Invited in 1984 to join the Rhetoric and Communication Studies faculty of the University of Virginia, in 1991 he was appointed assistant dean in the College of Arts and Sciences, and then chair of the Communications department, finally founding the Program in Media Studies. He was awarded the Sullivan/Harrison award for mentoring and received a commendation by the University Seven Society. On retiring from the university in 1999 he published his autobiography Escaping God's Closet, which received the Lambda Literary Award for religion and spirituality, and in 2000 University of Virginia alumni named the Bernard D. Mayes Award after him. His papers are kept in the National Public Broadcasting Archives of the University of Maryland, the Albert and Shirley Small Special Collections Library, and in the Library of Congress.

In 1991 he co-founded the Lesbian, Gay, Bisexual, Transsexual Faculty, Staff and Graduate Student Association at the University of Virginia, known as UVA Pride. On his retirement in 1999, the University of Virginia's Queer Alumni Network (known as QVA) gave Mayes a lifetime achievement award for his accomplishments and for his contributions to UVA in particular. Each year since then, QVA has honored a distinguished graduate of UVA with a Bernard D. Mayes Award for service and leadership in the LGBT community. Mayes also received a lifetime achievement award from San Francisco Suicide Prevention. In 2010 he was given a prestigious Jefferson Award for Public Service, most notably for his suicide prevention work still used as a model nationwide.
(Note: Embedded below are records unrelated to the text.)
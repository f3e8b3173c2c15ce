//! Catalog data models
//!
//! This module defines the raw tables a catalog file carries:
//! - Service to container/process alias lists
//! - Pod to service membership
//! - Backup-capable services, HTTP ports, config directories, compose overrides

use std::collections::BTreeMap;
use std::path::PathBuf;

use serde::{Deserialize, Serialize};

/// The raw lookup tables, as authored in a catalog file.
///
/// Maps are keyed by name and ordered by key. List values keep the order they
/// were written in, duplicates included.
#[derive(Clone, Debug, Default, PartialEq, Eq, Serialize, Deserialize)]
#[serde(deny_unknown_fields)]
pub struct Catalog {
    /// Service name to container/process aliases, in match priority order
    pub containers: BTreeMap<String, Vec<String>>,
    /// Pod name to the services co-located in it
    #[serde(default)]
    pub pods: BTreeMap<String, Vec<String>>,
    /// Services that support the backup workflow
    #[serde(default)]
    pub backup_services: Vec<String>,
    /// Service name to node-manager HTTP port
    #[serde(default)]
    pub http_ports: BTreeMap<String, u16>,
    /// Pod name to on-disk configuration directory
    #[serde(default)]
    pub config_dirs: BTreeMap<String, PathBuf>,
    /// Pod name to compose file name, only where it differs from the default
    #[serde(default)]
    pub compose_files: BTreeMap<String, String>,
}

/// Table sizes of a loaded registry
#[derive(Clone, Copy, Debug, Default, PartialEq, Eq, Serialize, Deserialize)]
#[serde(rename_all = "camelCase")]
pub struct RegistrySummary {
    pub services: usize,
    pub pods: usize,
    pub http_ports: usize,
    pub config_dirs: usize,
    pub compose_overrides: usize,
    pub backup_services: usize,
}

impl From<&Catalog> for RegistrySummary {
    fn from(catalog: &Catalog) -> Self {
        Self {
            services: catalog.containers.len(),
            pods: catalog.pods.len(),
            http_ports: catalog.http_ports.len(),
            config_dirs: catalog.config_dirs.len(),
            compose_overrides: catalog.compose_files.len(),
            backup_services: catalog.backup_services.len(),
        }
    }
}
//! Support code for the `probe` binary.
//!
//! - `timer`: Selects and constructs a [`l3probe_core::timer::DurationTimer`] by name.
//! - `summary`: Aggregates the reports of several repetitions.
pub mod summary;
pub mod timer;

use indicatif::MultiProgress;
use indicatif_log_bridge::LogWrapper;

pub fn init_logging_with_progress() -> anyhow::Result<MultiProgress> {
    let logger =
        env_logger::Builder::from_env(env_logger::Env::default().default_filter_or("info")).build();
    let progress = MultiProgress::new();
    LogWrapper::new(progress.clone(), logger).try_init()?;
    Ok(progress)
}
He last resided in San Francisco.

=== Broadcasting career ===

Beginning in 1958, Mayes worked as a journalist for the BBC and other networks including, from 1964 to 1968, KPFA-FM in Berkeley, California. In 1968 he helped organize the public broadcasting system in the United States, becoming first the founder of KQED-FM and Executive Vice President of KQED TV in San Francisco, then a co-founder and first working chairman of National Public Radio. He then became a consultant for the Corporation for Public Broadcasting in Washington, D.C., advising universities and communities across the country.

Mayes's dramatic works included: Homer's Odyssey, the Agamemnon of Aeschylus and Plato's Phaedo, each adapted from the original Greek; The Lord of the Rings, a 1979 radio series in which he played the part of Gandalf; and several of Dickens' novels. Mayes received financial support from the National Endowment for the Arts for a dramatization of the life of Thomas Jefferson. He also recorded several books for Blackstone Audio (including Gibbon's Decline and Fall of the Roman Empire, Augustine's Confessions and The City of God, Mises's Human Action, Plutarch's Lives, and Boswell's Life of Samuel Johnson) and was often heard in The Black Mass, Erik Bauersfeld's series of dramatic adaptations for KPFA. An illustrated collection of Mayes's lighter broadcast pieces was published in 1985 under the title This is Bernard Mayes in San Francisco.

== Death ==

Mayes died on 23 October 2014, of sepsis.